Task statement -
Where does the string "process" occur in the records below? Copy every line that holds it.

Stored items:
-- -- --

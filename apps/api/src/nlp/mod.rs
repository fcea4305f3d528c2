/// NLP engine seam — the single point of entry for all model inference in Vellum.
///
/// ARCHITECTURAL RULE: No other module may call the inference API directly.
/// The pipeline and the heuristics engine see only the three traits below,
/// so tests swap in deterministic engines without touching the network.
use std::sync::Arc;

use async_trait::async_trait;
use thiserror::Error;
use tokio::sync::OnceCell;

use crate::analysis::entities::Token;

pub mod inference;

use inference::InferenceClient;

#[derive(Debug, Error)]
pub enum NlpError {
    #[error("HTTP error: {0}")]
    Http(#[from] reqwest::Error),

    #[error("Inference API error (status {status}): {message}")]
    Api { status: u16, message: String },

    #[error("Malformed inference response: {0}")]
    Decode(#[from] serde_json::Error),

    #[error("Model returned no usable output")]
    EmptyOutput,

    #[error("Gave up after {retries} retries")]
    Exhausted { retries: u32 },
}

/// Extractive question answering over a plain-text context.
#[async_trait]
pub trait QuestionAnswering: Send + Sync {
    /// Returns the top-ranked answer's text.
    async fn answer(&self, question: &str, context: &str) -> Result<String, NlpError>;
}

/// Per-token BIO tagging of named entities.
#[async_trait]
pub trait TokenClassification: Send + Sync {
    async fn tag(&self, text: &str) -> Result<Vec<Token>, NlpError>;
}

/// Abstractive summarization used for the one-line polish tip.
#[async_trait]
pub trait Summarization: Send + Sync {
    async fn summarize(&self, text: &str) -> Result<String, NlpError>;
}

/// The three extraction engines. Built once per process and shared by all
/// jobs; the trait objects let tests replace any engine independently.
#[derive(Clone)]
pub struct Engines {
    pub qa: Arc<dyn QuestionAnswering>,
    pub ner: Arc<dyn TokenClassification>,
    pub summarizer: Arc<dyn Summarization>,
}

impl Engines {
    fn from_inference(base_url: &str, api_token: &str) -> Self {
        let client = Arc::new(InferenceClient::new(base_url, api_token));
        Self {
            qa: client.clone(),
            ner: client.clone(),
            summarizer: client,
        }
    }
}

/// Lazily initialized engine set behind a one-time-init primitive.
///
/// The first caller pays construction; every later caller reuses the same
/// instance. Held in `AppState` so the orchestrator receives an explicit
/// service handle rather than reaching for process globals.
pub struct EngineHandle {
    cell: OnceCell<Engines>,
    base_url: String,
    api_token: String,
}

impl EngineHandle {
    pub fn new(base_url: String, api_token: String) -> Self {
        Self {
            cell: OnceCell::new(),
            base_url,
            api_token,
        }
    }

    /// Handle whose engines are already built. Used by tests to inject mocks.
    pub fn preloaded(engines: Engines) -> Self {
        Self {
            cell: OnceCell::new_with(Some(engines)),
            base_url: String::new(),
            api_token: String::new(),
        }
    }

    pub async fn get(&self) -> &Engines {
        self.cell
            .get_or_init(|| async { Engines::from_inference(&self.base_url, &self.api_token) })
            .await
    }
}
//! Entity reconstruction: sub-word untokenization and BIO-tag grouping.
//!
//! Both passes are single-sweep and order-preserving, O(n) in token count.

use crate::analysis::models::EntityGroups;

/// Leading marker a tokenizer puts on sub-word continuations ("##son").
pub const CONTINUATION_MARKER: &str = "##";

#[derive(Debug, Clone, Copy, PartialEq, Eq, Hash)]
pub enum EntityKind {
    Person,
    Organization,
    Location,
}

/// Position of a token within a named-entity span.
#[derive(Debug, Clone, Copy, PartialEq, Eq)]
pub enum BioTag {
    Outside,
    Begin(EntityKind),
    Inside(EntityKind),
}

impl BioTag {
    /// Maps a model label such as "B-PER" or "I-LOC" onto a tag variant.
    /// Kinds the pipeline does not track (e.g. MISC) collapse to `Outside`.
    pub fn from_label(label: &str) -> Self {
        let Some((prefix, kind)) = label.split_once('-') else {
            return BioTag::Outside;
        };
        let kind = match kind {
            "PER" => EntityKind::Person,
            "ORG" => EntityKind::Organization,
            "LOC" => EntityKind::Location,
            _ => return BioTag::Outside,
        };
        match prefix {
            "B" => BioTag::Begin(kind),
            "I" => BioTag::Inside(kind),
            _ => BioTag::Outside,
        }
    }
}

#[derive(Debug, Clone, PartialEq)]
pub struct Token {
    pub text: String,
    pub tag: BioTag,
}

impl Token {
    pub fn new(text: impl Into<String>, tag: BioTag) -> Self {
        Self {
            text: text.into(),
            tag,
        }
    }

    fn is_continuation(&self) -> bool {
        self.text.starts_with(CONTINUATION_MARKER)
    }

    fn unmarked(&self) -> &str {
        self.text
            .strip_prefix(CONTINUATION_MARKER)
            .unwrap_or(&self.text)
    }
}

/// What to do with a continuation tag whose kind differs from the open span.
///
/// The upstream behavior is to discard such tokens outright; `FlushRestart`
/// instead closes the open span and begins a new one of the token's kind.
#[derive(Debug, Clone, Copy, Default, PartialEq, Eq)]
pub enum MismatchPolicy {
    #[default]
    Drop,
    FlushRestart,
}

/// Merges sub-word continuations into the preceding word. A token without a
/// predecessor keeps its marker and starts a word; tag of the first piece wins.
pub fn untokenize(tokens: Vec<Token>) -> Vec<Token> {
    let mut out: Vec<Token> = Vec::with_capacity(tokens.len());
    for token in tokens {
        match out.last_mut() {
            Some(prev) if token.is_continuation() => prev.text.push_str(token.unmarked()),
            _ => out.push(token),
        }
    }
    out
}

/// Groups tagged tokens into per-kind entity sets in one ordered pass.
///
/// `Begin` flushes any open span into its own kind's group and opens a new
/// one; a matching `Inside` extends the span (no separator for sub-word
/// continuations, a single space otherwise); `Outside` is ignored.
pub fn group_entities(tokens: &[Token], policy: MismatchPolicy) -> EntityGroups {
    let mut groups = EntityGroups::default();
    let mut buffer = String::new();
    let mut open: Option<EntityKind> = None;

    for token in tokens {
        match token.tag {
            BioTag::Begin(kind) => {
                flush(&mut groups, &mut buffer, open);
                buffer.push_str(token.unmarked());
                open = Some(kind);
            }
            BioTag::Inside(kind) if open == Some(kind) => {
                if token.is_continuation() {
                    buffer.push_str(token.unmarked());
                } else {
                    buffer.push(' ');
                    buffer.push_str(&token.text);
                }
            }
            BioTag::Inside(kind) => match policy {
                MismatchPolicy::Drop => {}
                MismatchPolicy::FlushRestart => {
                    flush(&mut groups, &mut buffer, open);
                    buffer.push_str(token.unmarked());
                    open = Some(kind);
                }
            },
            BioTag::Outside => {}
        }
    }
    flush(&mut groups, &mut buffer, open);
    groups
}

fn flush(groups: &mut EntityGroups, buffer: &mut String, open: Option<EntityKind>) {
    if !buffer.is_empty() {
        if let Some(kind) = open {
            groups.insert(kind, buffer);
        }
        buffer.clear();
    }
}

-- -- --

Solved problem -
/// The three extraction engines. Built once per process and shared by all
/// service handle rather than reaching for process globals.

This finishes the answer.